I have obtained locally-asymptotically stability for the unique positive fixed point. I also tried various lyapunov functions, but without much luck. I would truly appreciate any idea to approach this problem, perhaps a form of Lyapunov function, a direct method, etc that I should try.

Additionally, I have done extensive numerical simulations, which suggests the positive steady state is globally asymptotically stable.

Edit: for those interested in the original system - especially to back up the various claims that I made in my question. **Please note that the parameters do not match to the system in the question**. It's just a convenient way to write the parameters.
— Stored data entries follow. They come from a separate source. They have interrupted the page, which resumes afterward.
use clap::Parser;

pub mod global;
pub mod root_commands;

pub use global::{GlobalFlags, OutputFormat};
pub use root_commands::Commands;

/// Top-level CLI parser for the `sched` binary.
#[derive(Debug, Parser)]
#[command(
    name = "sched",
    version,
    about = "Merge course, room, lecturer and request exports into one integrated document"
)]
pub struct Cli {
    #[command(subcommand)]
    pub command: Commands,

    /// Output format: json, raw
    #[arg(short, long, global = true, default_value = "json")]
    pub format: OutputFormat,

    /// Quiet mode (errors only on stderr)
    #[arg(short, long, global = true)]
    pub quiet: bool,

    /// Verbose mode (debug logging)
    #[arg(short, long, global = true)]
    pub verbose: bool,
}

impl Cli {
    /// Extract ergonomic global flags struct for command handlers.
    #[must_use]
    pub const fn global_flags(&self) -> GlobalFlags {
        GlobalFlags {
            format: self.format,
            quiet: self.quiet,
            verbose: self.verbose,
        }
    }
}

#[cfg(test)]
mod tests {
    use std::path::Path;

    use clap::{CommandFactory, Parser};

    use super::root_commands::SchemaDocument;
    use super::{Cli, Commands, OutputFormat};

    #[test]
    fn clap_command_tree_is_valid() {
        Cli::command().debug_assert();
    }

    #[test]
    fn global_flags_parse_before_subcommand() {
        let cli = Cli::try_parse_from(["sched", "--format", "raw", "--verbose", "run"])
            .expect("cli should parse");

        assert_eq!(cli.format, OutputFormat::Raw);
        assert!(cli.verbose);
        assert!(matches!(cli.command, Commands::Run(_)));
    }

    #[test]
    fn global_flags_parse_after_subcommand() {
        let cli = Cli::try_parse_from(["sched", "validate", "--format", "raw", "--quiet"])
            .expect("cli should parse");

        assert_eq!(cli.format, OutputFormat::Raw);
        assert!(cli.quiet);
        assert!(matches!(cli.command, Commands::Validate(_)));
    }

    #[test]
    fn output_format_rejects_invalid_value() {
        let parsed = Cli::try_parse_from(["sched", "--format", "table", "run"]);
        assert!(parsed.is_err());
    }

    #[test]
    fn path_overrides_parse() {
        let cli = Cli::try_parse_from([
            "sched",
            "run",
            "--data-dir",
            "exports",
            "--output-dir",
            "/tmp/out",
            "--keep-sources",
        ])
        .expect("cli should parse");

        let Commands::Run(args) = cli.command else {
            panic!("expected run");
        };
        assert_eq!(args.data_dir.as_deref(), Some(Path::new("exports")));
        assert_eq!(args.output_dir.as_deref(), Some(Path::new("/tmp/out")));
        assert!(args.keep_sources);
    }

    #[test]
    fn schema_defaults_to_integrated_document() {
        let cli = Cli::try_parse_from(["sched", "schema"]).expect("cli should parse");
        let Commands::Schema(args) = cli.command else {
            panic!("expected schema");
        };
        assert_eq!(args.document, SchemaDocument::Integrated);

        let cli =
            Cli::try_parse_from(["sched", "schema", "run-summary"]).expect("cli should parse");
        let Commands::Schema(args) = cli.command else {
            panic!("expected schema");
        };
        assert_eq!(args.document, SchemaDocument::RunSummary);
    }
}
use schemars::JsonSchema;
use serde::{Deserialize, Serialize};
use serde_json::Value;

/// Where a course's identity came from.
#[derive(Debug, Clone, Copy, PartialEq, Eq, Hash, Serialize, Deserialize, JsonSchema)]
#[serde(rename_all = "snake_case")]
pub enum IdentitySource {
    /// The authoritative Course ID.
    CourseId,
    /// Course Code, used when a catalog record has no Course ID.
    CourseCode,
    /// Deterministic hash of code and section for lecturer-only evidence.
    Synthetic,
}

/// A merged course. `id` is unique across the merged set.
#[derive(Debug, Clone, Serialize, Deserialize, JsonSchema, PartialEq)]
pub struct Course {
    pub id: String,
    pub identity: IdentitySource,
    pub code: Option<String>,
    pub title: Option<String>,
    pub length: Option<Value>,
    pub credits: Option<Value>,
    pub department: Option<String>,
    #[serde(flatten)]
    pub planning: CoursePlanning,
    pub sections: Vec<Section>,
}

/// Scheduling constraints carried by catalog records. Empty for courses
/// created from room or lecturer evidence alone.
#[derive(Debug, Clone, Default, Serialize, Deserialize, JsonSchema, PartialEq)]
pub struct CoursePlanning {
    pub priority: Option<Value>,
    pub available_blocks: Vec<String>,
    pub unavailable_blocks: Vec<String>,
    pub minimum_section_size: Option<i64>,
    pub target_section_size: Option<i64>,
    pub maximum_section_size: Option<i64>,
    pub number_of_sections: Option<i64>,
    pub total_credits: Option<Value>,
}

impl Course {
    #[must_use]
    pub fn section(&self, number: Option<i64>) -> Option<&Section> {
        self.sections.iter().find(|section| section.number == number)
    }

    #[must_use]
    pub const fn is_synthetic(&self) -> bool {
        matches!(self.identity, IdentitySource::Synthetic)
    }
}

/// One section of a course. Linked to at most one room and one professor.
#[derive(Debug, Clone, Serialize, Deserialize, JsonSchema, PartialEq)]
pub struct Section {
    pub number: Option<i64>,
    pub term: Option<String>,
    /// Year, term description and term name come from the room record.
    pub year: Option<String>,
    pub term_description: Option<String>,
    pub term_name: Option<String>,
    pub room: Option<RoomRef>,
    pub professor: Option<ProfessorRef>,
    pub requests: Vec<RequestSummary>,
}

#[derive(Debug, Clone, Serialize, Deserialize, JsonSchema, PartialEq, Eq)]
pub struct RoomRef {
    pub number: String,
}

#[derive(Debug, Clone, Copy, Serialize, Deserialize, JsonSchema, PartialEq, Eq)]
pub struct ProfessorRef {
    pub id: i64,
}

/// A student request as seen from the course it targets.
#[derive(Debug, Clone, Serialize, Deserialize, JsonSchema, PartialEq)]
pub struct RequestSummary {
    pub student_id: String,
    #[serde(rename = "type")]
    pub request_type: Option<String>,
    /// Numeric weight of `type`: Required 3, Requested 2, Recommended 1.
    pub weight: Option<u8>,
    pub priority: Option<Value>,
    pub start_term: Option<String>,
}
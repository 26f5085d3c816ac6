//! # sched-core
//!
//! Core types shared across the scheduling pipeline crates.
//!
//! This crate provides the foundational types every stage works with:
//! - `Record`, the loosely-typed row every source dataset is made of, with key coercion
//! - Canonical field names per source dataset
//! - The `Dataset` catalogue and the `Sources` bundle of all four inputs
//! - Merged entity structs (courses, sections, professors, rooms, students)
//! - The integrated document written at the end of a run
//! - Run and validation summaries printed by the CLI
//! - Cross-cutting error types

pub mod dataset;
pub mod entities;
pub mod errors;
pub mod fields;
pub mod graph;
pub mod record;
pub mod responses;
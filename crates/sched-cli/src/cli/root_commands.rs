use std::path::PathBuf;

use clap::{Args, Subcommand, ValueEnum};

/// Top-level command tree.
#[derive(Clone, Debug, Subcommand)]
pub enum Commands {
    /// Validate, merge, and write the integrated document.
    Run(PathArgs),
    /// Validate sources against lecturer course codes and write audit files.
    Validate(PathArgs),
    /// Print the JSON Schema of a pipeline document.
    Schema(SchemaArgs),
    /// Print the effective configuration.
    Config(PathArgs),
}

/// Overrides for the configured directories.
#[derive(Clone, Debug, Default, Args)]
pub struct PathArgs {
    /// Directory holding the four source exports.
    #[arg(long)]
    pub data_dir: Option<PathBuf>,

    /// Directory for the integrated document and audit files.
    #[arg(long)]
    pub output_dir: Option<PathBuf>,

    /// Never rewrite source files with their matched records.
    #[arg(long)]
    pub keep_sources: bool,
}

#[derive(Clone, Debug, Args)]
pub struct SchemaArgs {
    /// Document to describe.
    #[arg(value_enum, default_value = "integrated")]
    pub document: SchemaDocument,
}

#[derive(Clone, Copy, Debug, Eq, PartialEq, ValueEnum)]
pub enum SchemaDocument {
    /// The integrated document written by `sched run`.
    Integrated,
    /// Summary printed by `sched run`.
    RunSummary,
    /// Summary printed by `sched validate`.
    ValidationSummary,
    /// One normalized source record.
    Record,
}
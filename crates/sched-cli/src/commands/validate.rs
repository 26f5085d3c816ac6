use anyhow::Context;
use sched_merge::{OutputLayout, Pipeline};

use crate::bootstrap;
use crate::cli::GlobalFlags;
use crate::cli::root_commands::PathArgs;
use crate::output::output;

/// Handle `sched validate`.
pub fn handle(args: &PathArgs, flags: &GlobalFlags) -> anyhow::Result<()> {
    let config = bootstrap::load_config(args)?;
    let summary = Pipeline::new(OutputLayout::from_config(&config))
        .validate()
        .with_context(|| format!("validation of {} failed", config.paths.data_dir.display()))?;
    output(&summary, flags.format)
}
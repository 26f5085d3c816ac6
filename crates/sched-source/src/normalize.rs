//! Field-name and value normalization.
//!
//! Each dataset has one declarative [`FieldMap`]: canonical field name plus the
//! raw spellings exports are known to use. Raw keys are folded (trimmed,
//! lower-cased, `_`/`-` read as spaces, runs of whitespace collapsed) before the
//! lookup, so `course_code`, `Course code` and `COURSE  CODE` all resolve.
//!
//! Values are left alone apart from trimming strings and turning spreadsheet
//! blanks (`""`, `NaN`, `null`, `None`) into JSON null. Underscore-encoded
//! spaces inside values are decoded later, by the merger.

use sched_core::dataset::Dataset;
use sched_core::fields::{course_list, lecturer_details, rooms_data, student_requests};
use sched_core::record::Record;
use serde_json::{Map, Value};

/// Accepted raw spellings for one canonical field. Aliases are pre-folded.
#[derive(Debug, Clone, Copy)]
pub struct FieldAlias {
    pub canonical: &'static str,
    pub aliases: &'static [&'static str],
}

/// The mapping table for one dataset.
#[derive(Debug, Clone, Copy)]
pub struct FieldMap {
    pub dataset: Dataset,
    pub fields: &'static [FieldAlias],
}

const COURSE_LIST: &[FieldAlias] = &[
    FieldAlias {
        canonical: course_list::COURSE_ID,
        aliases: &["courseid", "id"],
    },
    FieldAlias {
        canonical: course_list::COURSE_CODE,
        aliases: &["code", "lecture code"],
    },
    FieldAlias {
        canonical: course_list::COURSE_TITLE,
        aliases: &["title", "course name"],
    },
    FieldAlias {
        canonical: course_list::LENGTH,
        aliases: &["course length"],
    },
    FieldAlias {
        canonical: course_list::CREDITS,
        aliases: &["total credits", "credit"],
    },
    FieldAlias {
        canonical: course_list::DEPARTMENTS,
        aliases: &["departments", "department"],
    },
    FieldAlias {
        canonical: course_list::PRIORITY,
        aliases: &["course priority"],
    },
    FieldAlias {
        canonical: course_list::AVAILABLE_BLOCKS,
        aliases: &["available block"],
    },
    FieldAlias {
        canonical: course_list::UNAVAILABLE_BLOCKS,
        aliases: &["unavailable block"],
    },
    FieldAlias {
        canonical: course_list::MINIMUM_SECTION_SIZE,
        aliases: &["min section size"],
    },
    FieldAlias {
        canonical: course_list::TARGET_SECTION_SIZE,
        aliases: &[],
    },
    FieldAlias {
        canonical: course_list::MAXIMUM_SECTION_SIZE,
        aliases: &["max section size"],
    },
    FieldAlias {
        canonical: course_list::NUMBER_OF_SECTIONS,
        aliases: &["sections", "section count"],
    },
    FieldAlias {
        canonical: course_list::TOTAL_CREDITS,
        aliases: &[],
    },
];

const ROOMS_DATA: &[FieldAlias] = &[
    FieldAlias {
        canonical: rooms_data::COURSE_ID,
        aliases: &["courseid", "id"],
    },
    FieldAlias {
        canonical: rooms_data::ROOM_NUMBER,
        aliases: &["room", "room no", "room no."],
    },
    FieldAlias {
        canonical: rooms_data::SECTION_NUMBER,
        aliases: &["section", "section no"],
    },
    FieldAlias {
        canonical: rooms_data::COURSE_CODE,
        aliases: &["code", "lecture code"],
    },
    FieldAlias {
        canonical: rooms_data::START_TERM,
        aliases: &["term"],
    },
    FieldAlias {
        canonical: rooms_data::YEAR,
        aliases: &["college year"],
    },
    FieldAlias {
        canonical: rooms_data::TERM_DESCRIPTION,
        aliases: &[],
    },
    FieldAlias {
        canonical: rooms_data::TERM_NAME,
        aliases: &[],
    },
];

const LECTURER_DETAILS: &[FieldAlias] = &[
    FieldAlias {
        canonical: lecturer_details::PROF_ID,
        aliases: &["professor id", "lecturer id", "prof"],
    },
    FieldAlias {
        canonical: lecturer_details::COURSE_CODE,
        aliases: &["code", "lecture code"],
    },
    FieldAlias {
        canonical: lecturer_details::COURSE_TITLE,
        aliases: &["title"],
    },
    FieldAlias {
        canonical: lecturer_details::SECTION_NUMBER,
        aliases: &["section", "section no"],
    },
    FieldAlias {
        canonical: lecturer_details::LENGTH,
        aliases: &["course length"],
    },
    FieldAlias {
        canonical: lecturer_details::START_TERM,
        aliases: &["term"],
    },
];

const STUDENT_REQUESTS: &[FieldAlias] = &[
    FieldAlias {
        canonical: student_requests::STUDENT_ID,
        aliases: &["student", "studentid"],
    },
    FieldAlias {
        canonical: student_requests::COURSE_ID,
        aliases: &["courseid"],
    },
    FieldAlias {
        canonical: student_requests::COURSE_CODE,
        aliases: &["code", "lecture code"],
    },
    FieldAlias {
        canonical: student_requests::COURSE_TITLE,
        aliases: &["title"],
    },
    FieldAlias {
        canonical: student_requests::TYPE,
        aliases: &["request type"],
    },
    FieldAlias {
        canonical: student_requests::PRIORITY,
        aliases: &[],
    },
    FieldAlias {
        canonical: student_requests::REQUEST_START_TERM,
        aliases: &["start term"],
    },
    FieldAlias {
        canonical: student_requests::LENGTH,
        aliases: &["course length"],
    },
    FieldAlias {
        canonical: student_requests::COLLEGE_YEAR,
        aliases: &["year"],
    },
];

impl FieldMap {
    #[must_use]
    pub const fn for_dataset(dataset: Dataset) -> Self {
        let fields = match dataset {
            Dataset::CourseList => COURSE_LIST,
            Dataset::RoomsData => ROOMS_DATA,
            Dataset::LecturerDetails => LECTURER_DETAILS,
            Dataset::StudentRequests => STUDENT_REQUESTS,
        };
        Self { dataset, fields }
    }

    /// Canonical name for a raw key, if the table knows it.
    #[must_use]
    pub fn canonical(&self, raw: &str) -> Option<&'static str> {
        let folded = fold_key(raw);
        self.fields
            .iter()
            .find(|field| {
                fold_key(field.canonical) == folded || field.aliases.contains(&folded.as_str())
            })
            .map(|field| field.canonical)
    }
}

/// Fold a raw key for table lookup.
#[must_use]
pub fn fold_key(raw: &str) -> String {
    raw.replace(['_', '-'], " ")
        .split_whitespace()
        .collect::<Vec<_>>()
        .join(" ")
        .to_lowercase()
}

/// Normalize one raw JSON object into a canonical record.
///
/// Unknown keys are kept under their trimmed raw name. When two raw keys map
/// to the same canonical field, the first non-null value wins.
#[must_use]
pub fn normalize_record(map: &FieldMap, raw: Map<String, Value>) -> Record {
    let mut record = Record::default();
    for (key, value) in raw {
        let value = normalize_value(value);
        let name = map
            .canonical(&key)
            .map_or_else(|| key.trim().to_string(), str::to_string);

        match record.get(&name) {
            Some(_) => {
                tracing::debug!(
                    dataset = %map.dataset,
                    field = %name,
                    raw = %key,
                    "duplicate field spelling ignored"
                );
            }
            None => {
                record.insert(name, value);
            }
        }
    }
    record
}

fn normalize_value(value: Value) -> Value {
    match value {
        Value::String(text) => {
            let trimmed = text.trim();
            if is_blank_sentinel(trimmed) {
                Value::Null
            } else if trimmed.len() == text.len() {
                Value::String(text)
            } else {
                Value::String(trimmed.to_string())
            }
        }
        other => other,
    }
}

fn is_blank_sentinel(text: &str) -> bool {
    text.is_empty()
        || text.eq_ignore_ascii_case("nan")
        || text.eq_ignore_ascii_case("null")
        || text.eq_ignore_ascii_case("none")
}

#[cfg(test)]
mod tests {
    use pretty_assertions::assert_eq;
    use rstest::rstest;
    use serde_json::json;

    use super::*;

    fn raw(value: Value) -> Map<String, Value> {
        match value {
            Value::Object(map) => map,
            _ => panic!("fixture must be an object"),
        }
    }

    #[rstest]
    #[case(Dataset::CourseList, "course_code", "Course Code")]
    #[case(Dataset::CourseList, "Course code", "Course Code")]
    #[case(Dataset::CourseList, "Total credits", "Credits")]
    #[case(Dataset::CourseList, "minimum_section_size", "Minimum section size")]
    #[case(Dataset::CourseList, "Available Blocks", "Available blocks")]
    #[case(Dataset::RoomsData, "Section number", "Section Number")]
    #[case(Dataset::RoomsData, " Year", "Year")]
    #[case(Dataset::RoomsData, "term_description", "Term Description")]
    #[case(Dataset::RoomsData, "room_number", "Room Number")]
    #[case(Dataset::LecturerDetails, "Lecturer ID", "Prof ID")]
    #[case(Dataset::LecturerDetails, "lecture Code", "Course Code")]
    #[case(Dataset::StudentRequests, " Year", "College Year")]
    #[case(Dataset::StudentRequests, "REQUEST-START-TERM", "Request start term")]
    fn resolves_known_spellings(
        #[case] dataset: Dataset,
        #[case] raw_key: &str,
        #[case] canonical: &str,
    ) {
        assert_eq!(FieldMap::for_dataset(dataset).canonical(raw_key), Some(canonical));
    }

    #[test]
    fn unknown_keys_are_kept_trimmed() {
        let map = FieldMap::for_dataset(Dataset::CourseList);
        let record = normalize_record(&map, raw(json!({" Scheduling notes ": "lab"})));
        assert_eq!(record.get("Scheduling notes"), Some(&json!("lab")));
    }

    #[test]
    fn blank_sentinels_become_null() {
        let map = FieldMap::for_dataset(Dataset::RoomsData);
        let record = normalize_record(
            &map,
            raw(json!({"Room Number": "NaN", "Start Term": "  ", "Course ID": " 5 "})),
        );
        assert!(record.get("Room Number").is_none());
        assert!(record.get("Start Term").is_none());
        assert_eq!(record.get("Course ID"), Some(&json!("5")));
    }

    #[test]
    fn first_non_null_spelling_wins() {
        let map = FieldMap::for_dataset(Dataset::LecturerDetails);
        let record = normalize_record(
            &map,
            raw(json!({"Lecturer ID": null, "Prof ID": 7, "professor_id": 9})),
        );
        assert_eq!(record.integer("Prof ID"), Some(7));
    }

    #[test]
    fn underscores_inside_values_are_untouched() {
        let map = FieldMap::for_dataset(Dataset::CourseList);
        let record = normalize_record(&map, raw(json!({"Course Title": "Intro_to_Computing"})));
        assert_eq!(record.get("Course Title"), Some(&json!("Intro_to_Computing")));
    }
}
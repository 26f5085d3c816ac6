//! Full runs against a data directory on disk.

use std::fs;
use std::path::Path;

use pretty_assertions::assert_eq;
use sched_core::dataset::Dataset;
use sched_core::graph::IntegratedGraph;
use sched_core::record::Record;
use sched_merge::{OutputLayout, Pipeline, PipelineError};
use sched_source::SourceError;
use tempfile::TempDir;

fn write_source(dir: &Path, dataset: Dataset, body: &str) {
    fs::write(dir.join(dataset.file_name()), body).unwrap();
}

fn seed(dir: &Path) {
    write_source(
        dir,
        Dataset::CourseList,
        r#"[
            {"Course ID": 5, "Course code": "CS101", "Title": "Intro_to_Computing"},
            {"Course ID": 9, "Course code": "ART100"}
        ]"#,
    );
    write_source(
        dir,
        Dataset::RoomsData,
        r#"[{"Course ID": 5, "Course Code": "CS101", "Room Number": "B12", "Section Number": 1}]"#,
    );
    write_source(
        dir,
        Dataset::LecturerDetails,
        r#"[
            {"Prof ID": 7, "Course Code": "CS101", "Section Number": 1},
            {"Prof ID": 8, "Course Code": "PHIL200", "Section Number": 2}
        ]"#,
    );
    write_source(
        dir,
        Dataset::StudentRequests,
        r#"[
            {"Student ID": 1001, "Course ID": 5, "Course Code": "CS101", "Type": "Required"},
            {"Student ID": 1002, "Course ID": 99, "Course Code": "PHIL999"}
        ]"#,
    );
}

fn layout(root: &TempDir, replace_sources: bool) -> OutputLayout {
    let data_dir = root.path().join("jsonfiles");
    let output_dir = root.path().join("output");
    fs::create_dir_all(&data_dir).unwrap();
    seed(&data_dir);
    OutputLayout {
        data_dir,
        audit_dir: output_dir.clone(),
        integrated_path: output_dir.join("integrated_data.json"),
        replace_sources,
        pretty: true,
    }
}

fn read_records(path: &Path) -> Vec<Record> {
    serde_json::from_str(&fs::read_to_string(path).unwrap()).unwrap()
}

#[test]
fn run_writes_integrated_document_and_audits() {
    let root = TempDir::new().unwrap();
    let layout = layout(&root, true);
    let pipeline = Pipeline::new(layout.clone());

    let summary = pipeline.run().expect("run succeeds");

    assert_eq!(summary.courses, 2);
    assert_eq!(summary.synthesized_courses, 1);
    assert_eq!(summary.professors, 2);
    assert_eq!(summary.rooms, 1);
    assert_eq!(summary.students, 1);
    assert_eq!(summary.validation.authority_codes, 2);
    assert_eq!(summary.validation.written.len(), 7);

    let graph: IntegratedGraph =
        serde_json::from_str(&fs::read_to_string(&layout.integrated_path).unwrap()).unwrap();
    assert_eq!(graph.courses.len(), 2);
    assert!(graph.student("1002").is_none());

    let audit = layout
        .audit_dir
        .join(Dataset::StudentRequests.audit_file_name(Dataset::AUTHORITY));
    let orphans = read_records(&audit);
    assert_eq!(orphans.len(), 1);
    assert_eq!(orphans[0].key("Course Code").as_deref(), Some("PHIL999"));

    let rewritten = read_records(&layout.data_dir.join(Dataset::StudentRequests.file_name()));
    assert_eq!(rewritten.len(), 1);
    assert_eq!(rewritten[0].key("Student ID").as_deref(), Some("1001"));
}

#[test]
fn sources_are_left_alone_when_not_replaced() {
    let root = TempDir::new().unwrap();
    let layout = layout(&root, false);
    let course_list = layout.data_dir.join(Dataset::CourseList.file_name());
    let before = fs::read(&course_list).unwrap();

    let summary = Pipeline::new(layout).run().expect("run succeeds");

    assert_eq!(summary.validation.written.len(), 4);
    assert_eq!(fs::read(&course_list).unwrap(), before);
}

#[test]
fn rerun_over_rewritten_sources_is_byte_identical() {
    let root = TempDir::new().unwrap();
    let layout = layout(&root, true);
    let pipeline = Pipeline::new(layout.clone());

    pipeline.run().expect("first run");
    let first = fs::read(&layout.integrated_path).unwrap();
    pipeline.run().expect("second run");
    let second = fs::read(&layout.integrated_path).unwrap();

    assert_eq!(first, second);
}

#[test]
fn validate_writes_audits_only() {
    let root = TempDir::new().unwrap();
    let layout = layout(&root, false);

    let summary = Pipeline::new(layout.clone()).validate().expect("validate succeeds");

    assert_eq!(summary.datasets.len(), 3);
    let requests = &summary.datasets[0];
    assert_eq!(requests.dataset, Dataset::StudentRequests);
    assert_eq!((requests.total, requests.matched, requests.unmatched), (2, 1, 1));
    assert_eq!(summary.written.len(), 3);
    assert!(!layout.integrated_path.exists());
}

#[test]
fn unreadable_source_aborts_before_any_write() {
    let root = TempDir::new().unwrap();
    let layout = layout(&root, true);
    fs::remove_file(layout.data_dir.join(Dataset::RoomsData.file_name())).unwrap();
    let requests = layout.data_dir.join(Dataset::StudentRequests.file_name());
    let before = fs::read(&requests).unwrap();

    let error = Pipeline::new(layout.clone()).run().unwrap_err();

    assert!(matches!(
        error,
        PipelineError::Source(SourceError::Unreadable { .. })
    ));
    assert!(!layout.audit_dir.exists());
    assert_eq!(fs::read(&requests).unwrap(), before);
}

#[test]
fn malformed_source_is_fatal() {
    let root = TempDir::new().unwrap();
    let layout = layout(&root, true);
    write_source(&layout.data_dir, Dataset::LecturerDetails, "[{\"Prof ID\": 7,");

    let error = Pipeline::new(layout).run().unwrap_err();
    assert!(matches!(
        error,
        PipelineError::Source(SourceError::Malformed { .. })
    ));
}
//! # sched-merge
//!
//! The entity-resolution core of the scheduling pipeline.
//!
//! Stages, in the order a run applies them:
//! 1. [`validate`] partitions each dependent dataset against the lecturer course codes
//! 2. [`index`] builds immutable one-to-many lookups over the validated data
//! 3. [`merge`] resolves one course per identity and attaches rooms, professors and requests
//! 4. [`graph`] derives the professor, room and student views from the merged courses
//!
//! [`pipeline`] wires the stages together with loading and all-or-nothing writing.

pub mod error;
pub mod graph;
pub mod index;
pub mod merge;
pub mod pipeline;
pub mod synthetic;
pub mod text;
pub mod validate;

pub use error::PipelineError;
pub use graph::build_graph;
pub use index::{CrossIndex, Indexes};
pub use merge::{MergeOutcome, merge_courses};
pub use pipeline::{OutputLayout, Pipeline, PipelineOutput};
pub use validate::{AuthorityCodes, Partition, ValidatedSources, partition, validate_sources};
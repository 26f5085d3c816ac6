//! All-or-nothing output writing.
//!
//! Outputs are rendered to bytes before anything touches the filesystem.
//! [`write_all`] then stages every file as a temporary file next to its
//! destination and only renames them into place once every stage succeeded.

use std::io::Write;
use std::path::{Path, PathBuf};

use serde::Serialize;
use tempfile::NamedTempFile;

use crate::error::SourceError;

/// A fully rendered file waiting to be written.
#[derive(Debug, Clone, PartialEq, Eq)]
pub struct PendingWrite {
    pub path: PathBuf,
    pub bytes: Vec<u8>,
}

impl PendingWrite {
    /// Render `value` as JSON with a trailing newline.
    pub fn json<T: Serialize + ?Sized>(
        path: impl Into<PathBuf>,
        value: &T,
        pretty: bool,
    ) -> Result<Self, SourceError> {
        let mut bytes = if pretty {
            serde_json::to_vec_pretty(value)?
        } else {
            serde_json::to_vec(value)?
        };
        bytes.push(b'\n');
        Ok(Self {
            path: path.into(),
            bytes,
        })
    }
}

/// Write every pending file, or none of them.
///
/// Returns the written paths in input order.
pub fn write_all(writes: &[PendingWrite]) -> Result<Vec<PathBuf>, SourceError> {
    let mut staged = Vec::with_capacity(writes.len());
    for write in writes {
        staged.push(stage(write)?);
    }

    let mut written = Vec::with_capacity(writes.len());
    for (file, write) in staged.into_iter().zip(writes) {
        file.persist(&write.path).map_err(|error| SourceError::Write {
            path: write.path.clone(),
            source: error.error,
        })?;
        tracing::debug!(path = %write.path.display(), bytes = write.bytes.len(), "wrote output");
        written.push(write.path.clone());
    }
    Ok(written)
}

fn stage(write: &PendingWrite) -> Result<NamedTempFile, SourceError> {
    let to_error = |source| SourceError::Write {
        path: write.path.clone(),
        source,
    };

    let parent = write
        .path
        .parent()
        .filter(|parent| !parent.as_os_str().is_empty())
        .unwrap_or_else(|| Path::new("."));
    std::fs::create_dir_all(parent).map_err(to_error)?;

    let mut file = NamedTempFile::new_in(parent).map_err(to_error)?;
    file.write_all(&write.bytes).map_err(to_error)?;
    file.as_file().sync_all().map_err(to_error)?;
    Ok(file)
}

#[cfg(test)]
mod tests {
    use serde_json::json;

    use super::*;

    #[test]
    fn json_render_ends_with_newline() {
        let write = PendingWrite::json("out.json", &json!({"a": 1}), false).unwrap();
        assert_eq!(write.bytes, b"{\"a\":1}\n");
    }

    #[test]
    fn pretty_render_is_indented() {
        let write = PendingWrite::json("out.json", &json!({"a": 1}), true).unwrap();
        assert_eq!(String::from_utf8(write.bytes).unwrap(), "{\n  \"a\": 1\n}\n");
    }
}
\begin{align} x_1' &= a_1x_2 -a_2x_1\\ x_2' &= -(f(y_2) + a_1) x_2 + a_3x_3 + a_2x_1\\ x_3' &= f(y_2)x_2 - a_3x_3\\ y_1' &= b_1x_2 - (b_2+b_3)y_1\\ y_2' &= b_2y_1 - b_4y_2\\ f(y_2) &= \frac{c_1}{c_2} \frac{1 + c_2(y_2/c_3)^n}{1+(y_2/c_3)^n}. \end{align} The only conditions on the parameters are that they are positive and $c_2>1$. Note that the first 3 equations are conservative, hence it can be reduced. And at any time, $x_1 + x_2 + x_3 = 1$. This system is part of a larger system, but is decoupled from the rest.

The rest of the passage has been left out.